Late-time critical behavior of local string-like observables under quantum quenches
Souvik Bandyopadhyay, Anatoli Polkovnikov, Amit Dutta

TL;DR
This paper demonstrates that late-time dynamics of string-like observables in quenched quantum spin systems reveal equilibrium critical points and universal scaling, even in chaotic regimes, by leveraging their memory of initial conditions.
Contribution
The authors develop a method to detect equilibrium quantum criticality from nonequilibrium post-quench dynamics using string-like observables, revealing universal scaling signatures.
Findings
String observables detect critical points after long times.
Critical scaling exponents are observable in chaotic systems.
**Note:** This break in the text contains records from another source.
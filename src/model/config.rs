use serde::{Deserialize, Serialize};

/// Configuration from config.toml in the data directory
#[derive(Debug, Clone, Default, PartialEq, Serialize, Deserialize)]
pub struct Config {
    #[serde(default)]
    pub timer: TimerConfig,
    #[serde(default)]
    pub habits: HabitConfig,
    #[serde(default)]
    pub log: LogConfig,
}

#[derive(Debug, Clone, PartialEq, Serialize, Deserialize)]
pub struct TimerConfig {
    /// Default: see src/templates/config.toml
    #[serde(default = "default_pomodoro_minutes")]
    pub pomodoro_minutes: u32,
    #[serde(default = "default_short_break_minutes")]
    pub short_break_minutes: u32,
    #[serde(default = "default_long_break_minutes")]
    pub long_break_minutes: u32,
    /// Every Nth finished pomodoro is followed by a long break
    #[serde(default = "default_pomodoros_until_long_break")]
    pub pomodoros_until_long_break: u32,
    #[serde(default = "default_true")]
    pub auto_start_breaks: bool,
    #[serde(default)]
    pub auto_start_pomodoros: bool,
}

impl Default for TimerConfig {
    fn default() -> Self {
        TimerConfig {
            pomodoro_minutes: default_pomodoro_minutes(),
            short_break_minutes: default_short_break_minutes(),
            long_break_minutes: default_long_break_minutes(),
            pomodoros_until_long_break: default_pomodoros_until_long_break(),
            auto_start_breaks: true,
            auto_start_pomodoros: false,
        }
    }
}

#[derive(Debug, Clone, PartialEq, Serialize, Deserialize)]
pub struct HabitConfig {
    /// Run the tomorrow sweep every time a workspace is opened for writing
    #[serde(default = "default_true")]
    pub regenerate_on_load: bool,
}

impl Default for HabitConfig {
    fn default() -> Self {
        HabitConfig {
            regenerate_on_load: true,
        }
    }
}

#[derive(Debug, Clone, PartialEq, Serialize, Deserialize)]
pub struct LogConfig {
    /// Filter used when RUST_LOG is unset
    #[serde(default = "default_log_level")]
    pub level: String,
}

impl Default for LogConfig {
    fn default() -> Self {
        LogConfig {
            level: default_log_level(),
        }
    }
}

/// Default: see src/templates/config.toml
fn default_true() -> bool {
    true
}

fn default_pomodoro_minutes() -> u32 {
    25
}

fn default_short_break_minutes() -> u32 {
    5
}

fn default_long_break_minutes() -> u32 {
    15
}

fn default_pomodoros_until_long_break() -> u32 {
    4
}

fn default_log_level() -> String {
    "warn".to_string()
}

#[cfg(test)]
mod tests {
    use super::*;

    #[test]
    fn empty_document_is_all_defaults() {
        let config: Config = toml::from_str("").unwrap();
        assert_eq!(config, Config::default());
        assert_eq!(config.timer.pomodoro_minutes, 25);
        assert!(config.timer.auto_start_breaks);
        assert!(!config.timer.auto_start_pomodoros);
        assert_eq!(config.log.level, "warn");
    }

    #[test]
    fn partial_timer_table_keeps_other_defaults() {
        let config: Config = toml::from_str("[timer]\npomodoro_minutes = 50\n").unwrap();
        assert_eq!(config.timer.pomodoro_minutes, 50);
        assert_eq!(config.timer.short_break_minutes, 5);
        assert!(config.habits.regenerate_on_load);
    }
}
Results explain experimental signatures in trapped ion systems.
Abstract
In recent times it has been observed that signatures of equilibrium quantum criticality surprisingly show up in many-body systems which are manifestly far from equilibrium. We explore such scenarios in interacting spin systems subject to a quench and develop a robust method to systematically probe ground state critical physics through nonequilibrium post-quench dynamics. Analyzing late-time behavior of finite string-like observables, we find emerging sharp signatures of equilibrium criticality. Specifically, these observables accurately detect equilibrium critical points and universal scaling exponents after long times following a quench. This happens despite the fact that the analyzed systems are strongly chaotic/ergodic and is interestingly due to a strong memory of the initial conditions retained by these observables after quench. We find that our results can also be used to explain…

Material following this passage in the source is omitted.